Argentine army general and politician (1926–2011)

Antonio Domingo Bussi (17 January 1926 – 24 November 2011) was an army general during the military dictatorship in Argentina and a politician prominent in the recent history of Tucumán Province, Argentina. He was tried and convicted for crimes against humanity (torture, kidnapping and genocide).

==Life and times==

===Early career===
Bussi was born in Victoria in Argentina's Entre Ríos Province on 17 January 1926. He entered the National Military College in 1943 and graduated in 1947 as a second lieutenant in the Army's Infantry Division. He was assigned to Regiment 28 in the city of Goya, and was later made an instructor in the General San Martín Lyceum. Promoted to captain in 1954, he entered the War College to train as a staff officer, and remained there three years transferring to the Army's Mountain Division in Mendoza Province. He married Josefina Beatriz Bigoglio; the couple had four children.
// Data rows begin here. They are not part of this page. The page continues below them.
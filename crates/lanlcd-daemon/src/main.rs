//! LAN LCD Daemon
//!
//! Accepts display commands over HTTP and relays them to a UART-attached
//! LCD controller as line-delimited JSON.

mod config;
mod state;
mod web;

use anyhow::{Context, Result};
use clap::Parser;
use std::net::SocketAddr;
use std::path::{Path, PathBuf};
use std::sync::Arc;
use tokio::net::TcpListener;
use tracing::info;
use tracing_subscriber::EnvFilter;

use config::Config;
use state::AppState;

/// Configuration file loaded when none is given on the command line.
const DEFAULT_CONFIG: &str = "config/default.toml";

#[derive(Parser)]
#[command(name = "lanlcdd")]
#[command(about = "HTTP bridge for UART-attached LCD controllers")]
#[command(version)]
struct Args {
    /// Configuration file (default: config/default.toml if present)
    config: Option<PathBuf>,

    /// Override the HTTP listen address (e.g., 0.0.0.0:8080)
    #[arg(long)]
    listen: Option<String>,

    /// Override the serial device path
    #[arg(long)]
    device: Option<String>,

    /// Enable verbose logging
    #[arg(short, long)]
    verbose: bool,
}

#[tokio::main]
async fn main() -> Result<()> {
    let args = Args::parse();

    // Setup logging
    let level = if args.verbose { "debug" } else { "info" };
    tracing_subscriber::fmt()
        .with_env_filter(EnvFilter::from_default_env().add_directive(level.parse()?))
        .init();

    let config = load_config(&args)?;

    // Open the serial link before accepting any traffic
    let state = Arc::new(AppState::open(&config.serial).await?);
    info!("Display controller ready on {}", state.device());

    let app = web::create_router(state.clone());
    let addr: SocketAddr = config
        .listen
        .parse()
        .context("Invalid listen address")?;
    let listener = TcpListener::bind(addr).await?;
    info!("Web server listening on http://{}", addr);

    // Setup Unix signal handlers
    let mut sigterm = tokio::signal::unix::signal(tokio::signal::unix::SignalKind::terminate())?;
    let mut sigint = tokio::signal::unix::signal(tokio::signal::unix::SignalKind::interrupt())?;

    // Run server with shutdown handling
    tokio::select! {
        result = axum::serve(listener, app) => {
            result?;
        }
        _ = sigterm.recv() => {
            info!("Received SIGTERM, shutting down");
        }
        _ = sigint.recv() => {
            info!("Received SIGINT, shutting down");
        }
    }

    // Serving has stopped; dropping the last reference closes the port.
    drop(state);
    Ok(())
}

/// Loads the configuration file and applies command-line overrides.
fn load_config(args: &Args) -> Result<Config> {
    let mut config = match &args.config {
        Some(path) => {
            let config = Config::load(path).context("Failed to load configuration")?;
            info!("Loaded configuration from: {}", path.display());
            config
        }
        None if Path::new(DEFAULT_CONFIG).exists() => {
            let config = Config::load(DEFAULT_CONFIG).context("Failed to load configuration")?;
            info!("Loaded configuration from: {}", DEFAULT_CONFIG);
            config
        }
        None => {
            info!("No configuration file, using defaults");
            Config::default()
        }
    };

    if let Some(listen) = &args.listen {
        config.listen = listen.clone();
    }
    if let Some(device) = &args.device {
        config.serial.device = device.clone();
    }
    Ok(config)
}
Bussi was designated Master of military logistics by the Army High Command, and he taught the discipline in the General Luis María Campos War College. In that capacity, he was sent to receive further instruction at the Command and General Staff College, in Fort Leavenworth, Kansas. Appointed lieutenant colonel upon his return in 1964, he briefly served as Chief of Staff at Army Headquarters.
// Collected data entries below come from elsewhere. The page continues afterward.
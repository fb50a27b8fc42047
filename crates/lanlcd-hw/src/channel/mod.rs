//! Serial channel module.
//!
//! Relays line-delimited JSON to the display controller over UART and
//! captures its single-line replies.

mod device;
#[cfg(any(test, feature = "mock"))]
pub mod mock;
mod transport;

pub use device::{ExchangeTiming, SerialChannel};
pub use transport::Transport;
Named head of the 19th Mountain Infantry Regiment in Tucumán Province, in 1969 he was sent as part of an Argentine Army commission of observers to the Vietnam War theatre, and returned to Army Headquarters in a bureaucratic capacity. Bussi was promoted to brigadier general in 1975, named head of the Tenth Infantry Brigade of the city of Buenos Aires, and in December, he was tapped to replace General Acdel Vilas as commander of Operativo Independencia, a military offensive ordered early that year by President Isabel Perón to counter a growing People's Revolutionary Army (ERP) insurgency in Tucumán, which had already resulted in the deaths of at least 43 troops and 160 insurgents.

===Tucumán===
Bussi moved the secret detention center that his predecessor had installed in Famaillá to a more remote, rural location, and ordered the use of torture. The move was made to evade inspections by international human rights agencies, by concealing or transferring prisoners prior to their visits. The 24 March 1976, military coup resulted in Bussi's appointment as Governor of Tucumán, and in the worsening of an already repressive human and legal rights situation.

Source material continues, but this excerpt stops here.